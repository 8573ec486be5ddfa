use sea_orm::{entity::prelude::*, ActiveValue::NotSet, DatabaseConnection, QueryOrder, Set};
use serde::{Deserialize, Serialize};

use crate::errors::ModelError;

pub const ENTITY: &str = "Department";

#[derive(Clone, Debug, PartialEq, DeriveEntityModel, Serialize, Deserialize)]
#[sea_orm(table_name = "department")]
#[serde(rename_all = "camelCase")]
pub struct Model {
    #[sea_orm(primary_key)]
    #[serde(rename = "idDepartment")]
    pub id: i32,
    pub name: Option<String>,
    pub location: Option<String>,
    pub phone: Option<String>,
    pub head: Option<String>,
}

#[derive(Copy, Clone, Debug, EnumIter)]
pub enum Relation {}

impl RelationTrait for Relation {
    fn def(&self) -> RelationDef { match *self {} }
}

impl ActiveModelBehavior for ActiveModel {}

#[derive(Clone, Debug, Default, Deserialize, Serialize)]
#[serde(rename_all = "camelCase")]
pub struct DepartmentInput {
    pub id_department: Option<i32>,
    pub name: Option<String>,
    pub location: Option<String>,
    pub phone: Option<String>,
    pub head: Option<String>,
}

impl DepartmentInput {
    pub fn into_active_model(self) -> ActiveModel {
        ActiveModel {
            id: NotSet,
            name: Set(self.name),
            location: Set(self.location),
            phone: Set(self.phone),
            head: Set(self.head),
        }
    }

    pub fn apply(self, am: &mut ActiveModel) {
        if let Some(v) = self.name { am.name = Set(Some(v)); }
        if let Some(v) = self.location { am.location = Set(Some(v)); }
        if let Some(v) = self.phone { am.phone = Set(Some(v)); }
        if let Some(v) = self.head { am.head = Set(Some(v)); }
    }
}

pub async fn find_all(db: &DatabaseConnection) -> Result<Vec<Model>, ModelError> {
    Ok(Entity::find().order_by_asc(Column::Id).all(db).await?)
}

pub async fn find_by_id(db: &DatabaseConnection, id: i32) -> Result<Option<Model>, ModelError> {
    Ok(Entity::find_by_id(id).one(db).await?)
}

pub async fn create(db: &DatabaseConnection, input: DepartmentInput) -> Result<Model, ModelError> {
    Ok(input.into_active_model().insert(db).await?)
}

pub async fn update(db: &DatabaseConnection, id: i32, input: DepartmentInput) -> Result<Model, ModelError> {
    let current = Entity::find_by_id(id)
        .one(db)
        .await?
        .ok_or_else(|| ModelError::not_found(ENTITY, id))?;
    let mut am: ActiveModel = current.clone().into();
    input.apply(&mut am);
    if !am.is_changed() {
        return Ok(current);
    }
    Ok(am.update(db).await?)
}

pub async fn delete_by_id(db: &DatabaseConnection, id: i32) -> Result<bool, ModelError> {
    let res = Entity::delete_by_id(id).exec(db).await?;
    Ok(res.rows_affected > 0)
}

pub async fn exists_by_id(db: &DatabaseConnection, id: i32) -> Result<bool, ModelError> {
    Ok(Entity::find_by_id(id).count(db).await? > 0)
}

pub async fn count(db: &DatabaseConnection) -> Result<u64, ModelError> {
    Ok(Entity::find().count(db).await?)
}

....................

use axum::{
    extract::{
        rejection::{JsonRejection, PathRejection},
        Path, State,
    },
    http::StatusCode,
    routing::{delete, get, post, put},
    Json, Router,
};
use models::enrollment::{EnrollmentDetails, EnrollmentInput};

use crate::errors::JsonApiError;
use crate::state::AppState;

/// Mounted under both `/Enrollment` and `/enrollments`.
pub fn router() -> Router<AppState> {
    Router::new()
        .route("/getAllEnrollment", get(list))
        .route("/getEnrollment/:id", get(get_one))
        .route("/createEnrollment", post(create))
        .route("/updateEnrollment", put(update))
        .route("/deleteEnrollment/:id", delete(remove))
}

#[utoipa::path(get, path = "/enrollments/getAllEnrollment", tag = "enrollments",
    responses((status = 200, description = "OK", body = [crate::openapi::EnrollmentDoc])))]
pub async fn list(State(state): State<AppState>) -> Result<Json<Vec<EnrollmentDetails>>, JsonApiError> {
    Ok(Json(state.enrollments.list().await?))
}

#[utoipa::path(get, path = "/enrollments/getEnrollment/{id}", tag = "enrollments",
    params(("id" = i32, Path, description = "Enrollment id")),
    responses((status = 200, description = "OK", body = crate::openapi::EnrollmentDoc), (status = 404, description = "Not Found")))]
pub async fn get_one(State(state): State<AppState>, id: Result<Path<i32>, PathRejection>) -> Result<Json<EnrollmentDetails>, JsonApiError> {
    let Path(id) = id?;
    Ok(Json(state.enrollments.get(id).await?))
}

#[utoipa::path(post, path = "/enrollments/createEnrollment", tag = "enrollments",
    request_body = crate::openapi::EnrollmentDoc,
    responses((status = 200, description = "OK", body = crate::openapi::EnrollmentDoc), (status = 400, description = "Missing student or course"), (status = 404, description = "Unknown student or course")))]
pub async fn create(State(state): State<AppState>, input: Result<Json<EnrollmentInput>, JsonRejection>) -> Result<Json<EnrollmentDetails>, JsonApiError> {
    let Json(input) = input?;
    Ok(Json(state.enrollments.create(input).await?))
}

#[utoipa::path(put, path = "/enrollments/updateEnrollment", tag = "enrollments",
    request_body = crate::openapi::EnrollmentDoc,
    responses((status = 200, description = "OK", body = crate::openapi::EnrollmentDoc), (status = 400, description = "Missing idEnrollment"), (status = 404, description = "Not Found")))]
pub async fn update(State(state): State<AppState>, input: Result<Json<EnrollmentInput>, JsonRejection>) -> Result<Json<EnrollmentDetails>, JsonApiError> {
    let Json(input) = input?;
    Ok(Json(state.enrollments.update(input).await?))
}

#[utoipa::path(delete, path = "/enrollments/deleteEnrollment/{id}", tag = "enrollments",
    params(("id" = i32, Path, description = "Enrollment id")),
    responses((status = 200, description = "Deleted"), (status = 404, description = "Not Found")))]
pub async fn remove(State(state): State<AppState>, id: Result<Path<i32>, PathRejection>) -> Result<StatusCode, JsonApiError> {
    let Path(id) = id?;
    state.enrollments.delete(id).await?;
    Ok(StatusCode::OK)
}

....................

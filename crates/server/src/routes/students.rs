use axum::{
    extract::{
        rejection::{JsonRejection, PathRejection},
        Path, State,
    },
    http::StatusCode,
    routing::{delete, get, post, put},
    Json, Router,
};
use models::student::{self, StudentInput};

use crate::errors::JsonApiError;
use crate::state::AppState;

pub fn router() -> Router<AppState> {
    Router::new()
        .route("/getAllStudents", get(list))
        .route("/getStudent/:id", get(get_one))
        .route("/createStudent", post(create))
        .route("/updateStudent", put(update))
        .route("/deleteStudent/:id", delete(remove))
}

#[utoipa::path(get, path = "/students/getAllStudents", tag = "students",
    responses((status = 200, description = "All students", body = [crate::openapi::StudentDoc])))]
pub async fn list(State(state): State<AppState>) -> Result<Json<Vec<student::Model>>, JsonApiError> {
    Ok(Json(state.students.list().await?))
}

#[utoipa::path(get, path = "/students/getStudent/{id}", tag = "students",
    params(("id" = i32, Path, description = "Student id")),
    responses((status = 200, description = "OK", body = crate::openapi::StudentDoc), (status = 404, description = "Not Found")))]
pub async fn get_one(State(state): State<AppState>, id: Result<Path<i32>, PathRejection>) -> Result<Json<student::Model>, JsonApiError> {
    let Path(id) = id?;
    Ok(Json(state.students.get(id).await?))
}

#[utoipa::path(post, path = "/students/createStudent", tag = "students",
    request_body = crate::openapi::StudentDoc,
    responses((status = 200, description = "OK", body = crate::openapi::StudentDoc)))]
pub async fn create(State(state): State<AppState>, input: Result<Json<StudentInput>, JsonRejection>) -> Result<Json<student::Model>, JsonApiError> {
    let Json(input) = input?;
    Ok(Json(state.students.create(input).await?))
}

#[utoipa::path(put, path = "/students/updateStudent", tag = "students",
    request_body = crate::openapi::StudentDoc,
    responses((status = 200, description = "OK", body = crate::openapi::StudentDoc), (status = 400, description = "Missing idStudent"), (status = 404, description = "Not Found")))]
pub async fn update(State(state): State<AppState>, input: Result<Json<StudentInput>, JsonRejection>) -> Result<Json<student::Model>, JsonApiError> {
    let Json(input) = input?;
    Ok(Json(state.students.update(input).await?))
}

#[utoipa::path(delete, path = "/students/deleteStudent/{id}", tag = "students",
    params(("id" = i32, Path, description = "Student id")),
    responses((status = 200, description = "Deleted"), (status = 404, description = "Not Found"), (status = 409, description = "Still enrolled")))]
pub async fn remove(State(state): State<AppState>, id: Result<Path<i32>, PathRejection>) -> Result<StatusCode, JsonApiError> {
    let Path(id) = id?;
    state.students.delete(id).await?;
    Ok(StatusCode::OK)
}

....................

◆ Task objective ◆
I need each line from the listing where the word "getAllEnrollment" occurs.

◆ Answer space ◆
        .route("/getAllEnrollment", get(list))
#[utoipa::path(get, path = "/enrollments/getAllEnrollment", tag = "enrollments",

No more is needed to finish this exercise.